Defined Benefit Pensions Cost More Per Year Than The Average Mortgage Interest Payments Warns Fidelity
07 August 2007
The annual cost of providing a defined benefit (DB) pension exceeds the average yearly mortgage interest payments, according to investment management services group, Fidelity International.
Research conducted by Fidelity’s Retirement Institute has revealed that employers need to pay out the equivalent to 24% of a 40-year-old male employee’s salary to be able to provide him with a retirement income of two-thirds of his final pay at age 65. This means finding around £10,000 a year for someone in a £40,000 a year job.
Further data from the Council of Mortgage Lenders has shown that the typical homeowner currently spends around 17.6% of their gross pay on mortgage interest payments meaning a hefty £7,000 in interest payments for a homeowner on a salary of £40,000.

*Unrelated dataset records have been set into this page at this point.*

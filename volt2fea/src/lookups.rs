//! Building substitution lookups from `DEF_LOOKUP ... AS_SUBSTITUTION` blocks.
//!
//! Positioning lookups, anchors, contextual substitutions and substitutions
//! over groups are recognized but not converted; they come back as
//! [`Skipped`] records so the caller can report them.

use indexmap::IndexMap;
use log::{debug, trace};
use smol_str::SmolStr;

use crate::{
    blocks::Block,
    error::Error,
    ir::{GlyphName, LookupFlags, Skipped, SubstitutionLookup, SubstitutionRule},
    parse::Parser,
};

/// The result of parsing a lookup we may not be able to convert.
#[derive(Clone, Debug, PartialEq, Eq)]
pub(crate) enum Parsed<T> {
    Lookup(T),
    Unsupported(Skipped),
}

/// Substitution lookups keyed by name, plus everything we had to skip.
pub(crate) fn build(
    substitutions: &[Block],
    positions: &[Block],
    anchors: &[Block],
) -> Result<(IndexMap<SmolStr, SubstitutionLookup>, Vec<Skipped>), Error> {
    let mut lookups = IndexMap::with_capacity(substitutions.len());
    let mut skipped = Vec::new();
    let mut skipped_names = Vec::new();
    for block in substitutions {
        match parse_substitution(block)? {
            Parsed::Lookup(lookup) => {
                if lookups.contains_key(&lookup.name) || skipped_names.contains(&lookup.name) {
                    return Err(duplicate(lookup.name, block));
                }
                lookups.insert(lookup.name.clone(), lookup);
            }
            Parsed::Unsupported(skip) => {
                if let Skipped::ContextualSubstitution { lookup, .. }
                | Skipped::ClassSubstitution { lookup, .. } = &skip
                {
                    if lookups.contains_key(lookup) || skipped_names.contains(lookup) {
                        return Err(duplicate(lookup.clone(), block));
                    }
                    skipped_names.push(lookup.clone());
                }
                skipped.push(skip);
            }
        }
    }
    for block in positions {
        let skip = parse_position(block)?;
        if let Some(lookup) = skip.lookup_name() {
            if lookups.contains_key(lookup) || skipped_names.contains(lookup) {
                return Err(duplicate(lookup.clone(), block));
            }
            skipped_names.push(lookup.clone());
        }
        skipped.push(skip);
    }
    for block in anchors {
        skipped.push(parse_anchor(block)?);
    }
    debug!(
        "{} substitution lookups, {} skipped constructs",
        lookups.len(),
        skipped.len()
    );
    Ok((lookups, skipped))
}

fn duplicate(name: SmolStr, block: &Block) -> Error {
    Error::DuplicateDefinition {
        kind: "lookup",
        name,
        line: block.line(),
    }
}

// DEF_LOOKUP "name" <flags> [IN_CONTEXT ... END_CONTEXT]* AS_SUBSTITUTION
//     [SUB <refs> WITH <refs> END_SUB]* END_SUBSTITUTION
pub(crate) fn parse_substitution(block: &Block) -> Result<Parsed<SubstitutionLookup>, Error> {
    let mut parser = block.parser();
    parser.expect("DEF_LOOKUP")?;
    let name = parser.expect_string("a quoted lookup name")?.clone();
    let flags = parse_flags(&mut parser, &name)?;

    let mut contextual = false;
    while parser.matches_any(&["IN_CONTEXT", "EXCEPT_CONTEXT"]) {
        parser.bump();
        while !parser.eat("END_CONTEXT") {
            if parser.bump().is_none() {
                return Err(parser.err(format!("lookup '{name}': context without END_CONTEXT")));
            }
            contextual = true;
        }
    }
    parser.expect("AS_SUBSTITUTION")?;

    if contextual {
        trace!("skipping contextual lookup '{name}'");
        return Ok(Parsed::Unsupported(Skipped::ContextualSubstitution {
            lookup: name,
            line: block.line(),
        }));
    }

    let mut rules = Vec::new();
    while parser.eat("SUB") {
        let Some(input) = parse_glyph_refs(&mut parser, "WITH")? else {
            return Ok(class_substitution(name, block));
        };
        parser.expect("WITH")?;
        let Some(output) = parse_glyph_refs(&mut parser, "END_SUB")? else {
            return Ok(class_substitution(name, block));
        };
        parser.expect("END_SUB")?;
        rules.push(SubstitutionRule { input, output });
    }
    parser.expect("END_SUBSTITUTION")?;
    parser.expect_end()?;

    Ok(Parsed::Lookup(SubstitutionLookup { name, flags, rules }))
}

fn class_substitution(lookup: SmolStr, block: &Block) -> Parsed<SubstitutionLookup> {
    trace!("skipping lookup '{lookup}' with class references");
    Parsed::Unsupported(Skipped::ClassSubstitution {
        lookup,
        line: block.line(),
    })
}

/// Collect flag words up to the context or the body, mapping each.
fn parse_flags(parser: &mut Parser, lookup: &SmolStr) -> Result<LookupFlags, Error> {
    let mut flags = LookupFlags::empty();
    while !parser.matches_any(&["IN_CONTEXT", "EXCEPT_CONTEXT", "AS_SUBSTITUTION"]) {
        let Some(token) = parser.bump() else {
            break;
        };
        let flag = if token.is_word("DIRECTION") {
            match parser.bump() {
                Some(direction) => format!("DIRECTION {direction}"),
                None => "DIRECTION".to_string(),
            }
        } else {
            token.to_string()
        };
        flags |= LookupFlags::from_volt(&flag).ok_or_else(|| Error::UnknownFlag {
            lookup: lookup.clone(),
            flag,
        })?;
    }
    Ok(flags)
}

/// A non-empty list of `GLYPH "name"` items, ending before `terminator`.
///
/// Returns `None` if the list contains a group, range or enum reference.
fn parse_glyph_refs(
    parser: &mut Parser,
    terminator: &str,
) -> Result<Option<Vec<GlyphName>>, Error> {
    let mut glyphs = Vec::new();
    while !parser.matches(0, terminator) {
        if parser.eat("GLYPH") {
            glyphs.push(GlyphName::new(parser.expect_string("a quoted glyph name")?));
        } else if parser.matches_any(&["GROUP", "RANGE", "ENUM"]) {
            return Ok(None);
        } else {
            return Err(match parser.nth(0) {
                Some(token) => {
                    parser.err(format!("expected GLYPH or {terminator}, found '{token}'"))
                }
                None => parser.err(format!("expected GLYPH or {terminator}, found end of block")),
            });
        }
    }
    if glyphs.is_empty() {
        return Err(parser.err(format!("expected at least one GLYPH before {terminator}")));
    }
    Ok(Some(glyphs))
}

fn parse_lookup_name(block: &Block) -> Result<SmolStr, Error> {
    let mut parser = block.parser();
    parser.expect("DEF_LOOKUP")?;
    Ok(parser.expect_string("a quoted lookup name")?.clone())
}

pub(crate) fn parse_position(block: &Block) -> Result<Skipped, Error> {
    let lookup = parse_lookup_name(block)?;
    trace!("skipping positioning lookup '{lookup}'");
    Ok(Skipped::Positioning {
        lookup,
        line: block.line(),
    })
}

pub(crate) fn parse_anchor(block: &Block) -> Result<Skipped, Error> {
    let mut parser = block.parser();
    parser.expect("DEF_ANCHOR")?;
    let name = parser.expect_string("a quoted anchor name")?.clone();
    Ok(Skipped::Anchor {
        name,
        line: block.line(),
    })
}
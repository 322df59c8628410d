//! Scan VOLT source, producing a sequence of tokens.
//!
//! VOLT has a very small lexical grammar: upper-case keywords, quoted strings
//! (with no escapes) and integers, all separated by whitespace. We do not try
//! to assign any meaning to keywords here; a keyword is just a [`Kind::Word`]
//! whose text is checked by the parser.

use smol_str::SmolStr;

use crate::error::Error;

const EOF: u8 = 0x0;

/// The atomic unit of the lexer.
#[derive(Debug, Clone, Copy, PartialEq, Eq)]
pub(crate) struct Lexeme {
    pub(crate) len: usize,
    pub(crate) kind: Kind,
}

/// Kinds of tokens assigned during lexing.
#[derive(Debug, Clone, Copy, PartialEq, Eq, Hash)]
pub enum Kind {
    Eof,
    /// A keyword, or any other run of non-whitespace.
    Word,
    String,
    StringUnterminated, // an error reported by `tokenize`
    Number,
    Whitespace,
}

/// A non-trivia token, with its text and the line it starts on.
///
/// For strings, `text` is the contents without the surrounding quotes.
#[derive(Debug, Clone, PartialEq, Eq)]
pub(crate) struct Token {
    pub(crate) kind: Kind,
    pub(crate) text: SmolStr,
    pub(crate) line: usize,
}

impl Token {
    pub(crate) fn is_word(&self, word: &str) -> bool {
        self.kind == Kind::Word && self.text == word
    }

    pub(crate) fn is_any_word(&self, words: &[&str]) -> bool {
        self.kind == Kind::Word && words.contains(&self.text.as_str())
    }
}

impl std::fmt::Display for Token {
    fn fmt(&self, f: &mut std::fmt::Formatter<'_>) -> std::fmt::Result {
        match self.kind {
            Kind::String | Kind::StringUnterminated => write!(f, "\"{}\"", self.text),
            _ => f.write_str(&self.text),
        }
    }
}

pub(crate) struct Lexer<'a> {
    input: &'a str,
    pos: usize,
}

impl<'a> Lexer<'a> {
    pub(crate) fn new(input: &'a str) -> Self {
        Lexer { input, pos: 0 }
    }

    fn nth(&self, index: usize) -> u8 {
        self.input
            .as_bytes()
            .get(self.pos + index)
            .copied()
            .unwrap_or(EOF)
    }

    fn bump(&mut self) -> Option<u8> {
        let pos = self.pos;
        let next = self.input.as_bytes().get(pos).copied();
        self.pos += usize::from(next.is_some());
        next
    }

    fn at_eof(&self) -> bool {
        self.pos >= self.input.len()
    }

    pub(crate) fn next_token(&mut self) -> Lexeme {
        let start_pos = self.pos;
        let kind = match self.bump() {
            None => Kind::Eof,
            Some(byte) if is_whitespace(byte) => self.whitespace(),
            Some(b'"') => self.string(),
            Some(_) => self.word(start_pos),
        };

        let len = self.pos - start_pos;
        Lexeme { len, kind }
    }

    fn whitespace(&mut self) -> Kind {
        while !self.at_eof() && is_whitespace(self.nth(0)) {
            self.bump();
        }
        Kind::Whitespace
    }

    fn string(&mut self) -> Kind {
        loop {
            match self.bump() {
                Some(b'"') => break Kind::String,
                None => break Kind::StringUnterminated,
                Some(_) => (),
            }
        }
    }

    fn word(&mut self, start_pos: usize) -> Kind {
        while !self.at_eof() && !is_whitespace(self.nth(0)) && self.nth(0) != b'"' {
            self.bump();
        }
        let raw = &self.input.as_bytes()[start_pos..self.pos];
        if is_integer(raw) {
            Kind::Number
        } else {
            Kind::Word
        }
    }
}

/// Tokenize VOLT source, dropping whitespace.
///
/// The input is expected to already have its line endings normalized.
pub(crate) fn tokenize(text: &str) -> Result<Vec<Token>, Error> {
    let mut lexer = Lexer::new(text);
    let mut tokens = Vec::new();
    let mut pos = 0;
    let mut line = 1;
    loop {
        let Lexeme { len, kind } = lexer.next_token();
        let raw = &text[pos..pos + len];
        match kind {
            Kind::Eof => break,
            Kind::Whitespace => (),
            Kind::StringUnterminated => {
                return Err(Error::parse(line, "unterminated string"));
            }
            Kind::String => tokens.push(Token {
                kind,
                text: raw[1..raw.len() - 1].into(),
                line,
            }),
            Kind::Word | Kind::Number => tokens.push(Token {
                kind,
                text: raw.into(),
                line,
            }),
        }
        line += raw.bytes().filter(|b| *b == b'\n').count();
        pos += len;
    }
    Ok(tokens)
}

// tables sometimes carry trailing NUL padding, treat it like whitespace
fn is_whitespace(byte: u8) -> bool {
    byte == b' ' || byte == EOF || (0x9..=0xD).contains(&byte)
}

fn is_integer(raw: &[u8]) -> bool {
    let digits = raw.strip_prefix(b"-").unwrap_or(raw);
    !digits.is_empty() && digits.iter().all(u8::is_ascii_digit)
}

Martin Harris, managing director at Fidelity International explains: “A host of ancillary benefits are hard-wired into defined benefit schemes and inflate the costs for employers. Spouses’ benefits and inflation-proofing measures push up the cost of a DB scheme by nearly a third and beyond the level of interest payments on the typical mortgage.”
The law currently requires annual benefit increases of 2.5% or in line with the Retail Price Index (RPI), whichever is lower, for pensions in payment. It is also compulsory to provide inflation protection up to 5% for deferred pensions in the run-up to retirement.
Faced with such high costs, an increasing number of employers are not offering DB schemes to new employees. To counter this, Fidelity has launched a new model, DB Lite – a means of allowing employers to continue bearing the principal risk of retirement provision, but lowering their costs by offering members a choice of benefits rather the full, gold-plated package.
Martin Harris continues: “DB Lite would allow employers to continue to offer this highly attractive type of pension to their workers. Some companies might even re-open their closed schemes if given greater control over costs. But to implement DB Lite properly, the Government must first make some fairly simple changes to the pension laws.”